Knowl Inf Syst. 2023;65(2):463-516. doi: 10.1007/s10115-022-01779-1. Epub 2022 Nov 8.
In the medical field, a doctor must have a comprehensive knowledge by reading and writing narrative documents, and he is responsible for every decision he takes for patients. Unfortunately, it is very tiring to read all necessary information about drugs, diseases and patients due to the large amount of documents that are increasing every day. Consequently, so many medical errors can happen and even kill people. Likewise, there is such an important field that can handle this problem, which is the information extraction. There are several important tasks in this field to extract the important and desired information from unstructured text written in natural language. The main principal tasks are named entity recognition and relation extraction since they can structure the text by extracting the relevant information. However, in order to treat the narrative text we should use natural language processing techniques to extract useful information and features. In our paper, we introduce and discuss the several techniques and solutions used in these tasks. Furthermore, we outline the challenges in information extraction from medical documents. In our knowledge, this is the most comprehensive survey in the literature with an experimental analysis and a suggestion for some uncovered directions.

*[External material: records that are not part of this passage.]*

//! Religi CLI - Jakarta religious heritage directory

use clap::{Parser, Subcommand};
use std::path::PathBuf;
use std::sync::Arc;
use tracing_subscriber::{fmt, prelude::*, EnvFilter};

use religi::config::{self, Backend, ReligiConfig};
use religi::seed::initial_sites;
use religi::server::{self, AppState};
use religi::storage::GraphFile;
use religi::ui::{self, Icons};
use religi::SiteStore;

#[derive(Parser)]
#[command(name = "religi")]
#[command(version)]
#[command(about = "Directory of religious and heritage sites in Jakarta")]
#[command(long_about = r#"
Religi keeps a directory of places of worship and heritage sites in Jakarta.
Sites are stored as an RDF graph in a Turtle file (or in SQLite) and served
through a small JSON API.

Example usage:
  religi init
  religi serve --port 1083
  religi show MasjidIstiqlal
  religi facets agama
"#)]
struct Cli {
    /// Enable verbose logging
    #[arg(short, long, global = true)]
    verbose: bool,

    /// Path to the config file
    #[arg(short, long, global = true)]
    config: Option<PathBuf>,

    /// Override the configured storage backend
    #[arg(short, long, global = true, value_enum)]
    backend: Option<Backend>,

    #[command(subcommand)]
    command: Commands,
}

#[derive(Subcommand)]
enum Commands {
    /// Write a default config and seed an empty store
    Init {
        /// Overwrite an existing config file
        #[arg(short, long)]
        force: bool,
    },

    /// Serve the JSON API
    Serve {
        /// Port to listen on (defaults to the configured port)
        #[arg(short, long)]
        port: Option<u16>,
    },

    /// List all sites
    List,

    /// Show one site as JSON
    Show {
        /// Site id
        id: String,
    },

    /// Show site totals
    Stats,

    /// List the distinct values of a field
    Facets {
        /// Field key or name, e.g. `wilayah` or `religion`
        field: String,
    },

    /// Back up the data file now
    Backup,

    /// Read the graph file strictly and report problems
    Check,
}

#[tokio::main]
async fn main() -> anyhow::Result<()> {
    let cli = Cli::parse();

    // Initialize logging; RUST_LOG wins when set
    let filter = EnvFilter::try_from_default_env().unwrap_or_else(|_| {
        if cli.verbose {
            EnvFilter::new("debug")
        } else {
            EnvFilter::new("info")
        }
    });

    tracing_subscriber::registry()
        .with(fmt::layer())
        .with(filter)
        .init();

    let config_path = cli.config.clone().unwrap_or_else(config::default_config_path);
    let mut loaded = config::load_config(Some(&config_path))?;
    if let Some(backend) = cli.backend {
        loaded.backend = backend;
    }
    // Paths in the file are relative to the file itself
    let settings = match config_path.parent().filter(|p| !p.as_os_str().is_empty()) {
        Some(base) => loaded.clone().relative_to(base),
        None => loaded.clone(),
    };

    match cli.command {
        Commands::Init { force } => {
            config::write_config(&config_path, &loaded, force)?;
            ui::success(&format!("Wrote {}", config_path.display()));

            let location = match settings.backend {
                Backend::Graph => format!("{} {}", Icons::FILE, settings.data_file.display()),
                Backend::Sqlite => format!("{} {}", Icons::DATABASE, settings.database.display()),
            };
            ui::info("Store", &location);

            let store = settings.open_store()?;
            let seeded = store.seed_if_empty(&initial_sites())?;
            if seeded > 0 {
                ui::info(&format!("{} Seeded", Icons::SEED), &format!("{} sites", seeded));
            } else {
                ui::info("Store", "already populated, nothing seeded");
            }
        }

        Commands::Serve { port } => {
            let store = settings.open_store()?;
            store.seed_if_empty(&initial_sites())?;

            let state = Arc::new(AppState::new(Arc::from(store), settings.admin_token.clone()));
            server::start_server(port.unwrap_or(settings.port), state).await?;
        }

        Commands::List => {
            let sites = settings.open_store()?.list()?;
            if sites.is_empty() {
                ui::warn("No sites stored. Run `religi init` to seed the directory.");
            } else {
                println!("{}", ui::sites_table(&sites));
            }
        }

        Commands::Show { id } => match settings.open_store()?.get(&id)? {
            Some(site) => println!("{}", serde_json::to_string_pretty(&site)?),
            None => {
                ui::error(&format!("Site not found: {}", id));
                std::process::exit(1);
            }
        },

        Commands::Stats => {
            let counts = settings.open_store()?.count()?;
            ui::header(&format!("{} Religi Statistics", Icons::STATS));
            println!(
                "{}",
                ui::stats_table(&[
                    ("Sites", counts.total.to_string().as_str()),
                    ("Heritage sites", counts.heritage.to_string().as_str()),
                ])
            );
        }

        Commands::Facets { field } => {
            for value in settings.open_store()?.distinct_values_by_name(&field)? {
                println!("{}", value);
            }
        }

        Commands::Backup => match settings.open_store()?.backup()? {
            Some(path) => ui::success(&format!("{} Backed up to {}", Icons::BACKUP, path.display())),
            None => ui::warn("Nothing to back up yet"),
        },

        Commands::Check => check(&settings)?,
    }

    Ok(())
}

/// Strict read of the graph file plus a full record read
fn check(settings: &ReligiConfig) -> anyhow::Result<()> {
    if settings.backend != Backend::Graph {
        ui::warn("check only applies to the graph backend");
        return Ok(());
    }

    let file = GraphFile::new(&settings.data_file);
    ui::header(&format!("{} Checking {}", Icons::FILE, file.path().display()));
    let graph = match file.load_strict() {
        Ok(graph) => graph,
        Err(e) => {
            ui::error(&e.to_string());
            std::process::exit(1);
        }
    };
    print!("{}", graph.stats());

    ui::section(" Records ");
    let store = settings.open_graph_store();
    match store.list() {
        Ok(sites) => {
            let heritage = sites.iter().filter(|s| s.is_heritage).count();
            ui::summary_row("Sites:", &sites.len().to_string());
            ui::summary_row(&format!("{} Heritage:", Icons::HERITAGE), &heritage.to_string());
            ui::success("Graph file is readable");
        }
        Err(e) => {
            ui::error(&format!("Site records are not readable: {}", e));
            std::process::exit(1);
        }
    }
    Ok(())
}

在医学领域,医生必须通过阅读和撰写叙述性文档来掌握全面的知识,并且要对为患者做出的每一个决定负责。不幸的是,由于每天都在增加的大量文档,阅读所有关于药物、疾病和患者的必要信息非常累人。因此,会发生如此多的医疗差错,甚至导致患者死亡。同样,有一个非常重要的领域可以处理这个问题,即信息提取。在这个领域中有几个重要任务,是从用自然语言编写的非结构化文本中提取重要且所需的信息。主要的关键任务是命名实体识别和关系提取,因为它们可以通过提取相关信息来构建文本结构。然而,为了处理叙述性文本,我们应该使用自然语言处理技术来提取有用的信息和特征。在我们的论文中,我们介绍并讨论了这些任务中使用的几种技术和解决方案。此外,我们概述了从医学文档中提取信息时面临的挑战。据我们所知,这是文献中最全面的综述,包含实验分析以及对一些未涉及方向的建议。